*Task objective*
Which lines in the data below contain the word "Environment"? Pull each of them out.

━━━

use std::path::PathBuf;

use clap::{Args, Parser, Subcommand};

use crate::model::{Environment, IdentifierKind, SortOrder};
use crate::runner::Phase;

#[derive(Debug, Parser)]
#[command(
    name = "pheval-phen2gene",
    version,
    about = "PhEval runner plugin for Phen2Gene"
)]
pub struct Cli {
    #[command(subcommand)]
    pub command: Commands,
}

#[derive(Debug, Subcommand)]
pub enum Commands {
    /// Write a Phen2Gene input file from one phenopacket.
    PrepareInput(PrepareInputArgs),
    /// Write Phen2Gene input files for a directory of phenopackets.
    PrepareInputs(PrepareInputsArgs),
    /// Write a batch file of Phen2Gene commands.
    PrepareCommands(PrepareCommandsArgs),
    /// Convert raw Phen2Gene results into ranked PhEval gene results.
    PostProcess(PostProcessArgs),
    /// Run the runner phases against a PhEval directory layout.
    Run(RunArgs),
}

#[derive(Debug, Args)]
pub struct PrepareInputArgs {
    #[arg(short = 'p', long, value_name = "FILE", help = "Path to phenopacket.")]
    pub phenopacket_path: PathBuf,

    #[arg(short = 'o', long, value_name = "PATH", help = "Path to output directory.")]
    pub output_dir: PathBuf,
}

#[derive(Debug, Args)]
pub struct PrepareInputsArgs {
    #[arg(short = 'p', long, value_name = "PATH", help = "Path to phenopacket directory.")]
    pub phenopacket_dir: PathBuf,

    #[arg(short = 'o', long, value_name = "PATH", help = "Path to output directory.")]
    pub output_dir: PathBuf,
}

#[derive(Debug, Args)]
pub struct PrepareCommandsArgs {
    #[arg(short = 'e', long, value_enum, default_value_t = Environment::Local)]
    pub environment: Environment,

    #[arg(
        short = 'P',
        long,
        value_name = "PATH",
        conflicts_with = "input_dir",
        required_unless_present = "input_dir",
        help = "Path to the phenopacket directory."
    )]
    pub phenopacket_dir: Option<PathBuf>,

    #[arg(
        short = 'i',
        long,
        value_name = "PATH",
        help = "Path to the prepared input files for Phen2Gene."
    )]
    pub input_dir: Option<PathBuf>,

    #[arg(
        short = 's',
        long = "phen2gene-py",
        value_name = "PATH",
        help = "Full path to Phen2Gene python executable."
    )]
    pub phen2gene_py: Option<PathBuf>,

    #[arg(
        short = 'p',
        long,
        default_value = "RUN",
        help = "Prefix of generated command file."
    )]
    pub file_prefix: String,

    #[arg(short = 'o', long, value_name = "PATH", help = "Path to the output directory.")]
    pub output_dir: PathBuf,

    #[arg(
        short = 'r',
        long,
        value_name = "PATH",
        help = "Directory Phen2Gene writes results to (defaults to --output-dir)."
    )]
    pub results_dir: Option<PathBuf>,
}

#[derive(Debug, Args)]
pub struct PostProcessArgs {
    #[arg(short = 'r', long, value_name = "PATH", help = "Directory of raw Phen2Gene results.")]
    pub results_dir: PathBuf,

    #[arg(short = 'o', long, value_name = "PATH", help = "Path to the output directory.")]
    pub output_dir: PathBuf,

    #[arg(short = 'g', long, value_name = "FILE", help = "HGNC complete set TSV.")]
    pub hgnc_data: PathBuf,

    #[arg(long, value_enum, default_value_t = SortOrder::Descending)]
    pub sort_order: SortOrder,

    #[arg(long, value_enum, default_value_t = IdentifierKind::EnsemblId)]
    pub identifier: IdentifierKind,
}

#[derive(Debug, Args)]
pub struct RunArgs {
    #[arg(long, value_name = "PATH", help = "Tool input directory holding config.yaml.")]
    pub input_dir: PathBuf,

    #[arg(long, value_name = "PATH", help = "Test data directory with a phenopackets subdirectory.")]
    pub testdata_dir: PathBuf,

    #[arg(long, value_name = "PATH")]
    pub tmp_dir: PathBuf,

    #[arg(long, value_name = "PATH")]
    pub output_dir: PathBuf,

    #[arg(long, value_enum, default_value_t = Phase::All)]
    pub phase: Phase,
}

#[cfg(test)]
#[path = "../tests/src_inline/cli.rs"]
mod tests;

━━━

*Answer section*
use crate::model::{Environment, IdentifierKind, SortOrder};
    #[arg(short = 'e', long, value_enum, default_value_t = Environment::Local)]
    pub environment: Environment,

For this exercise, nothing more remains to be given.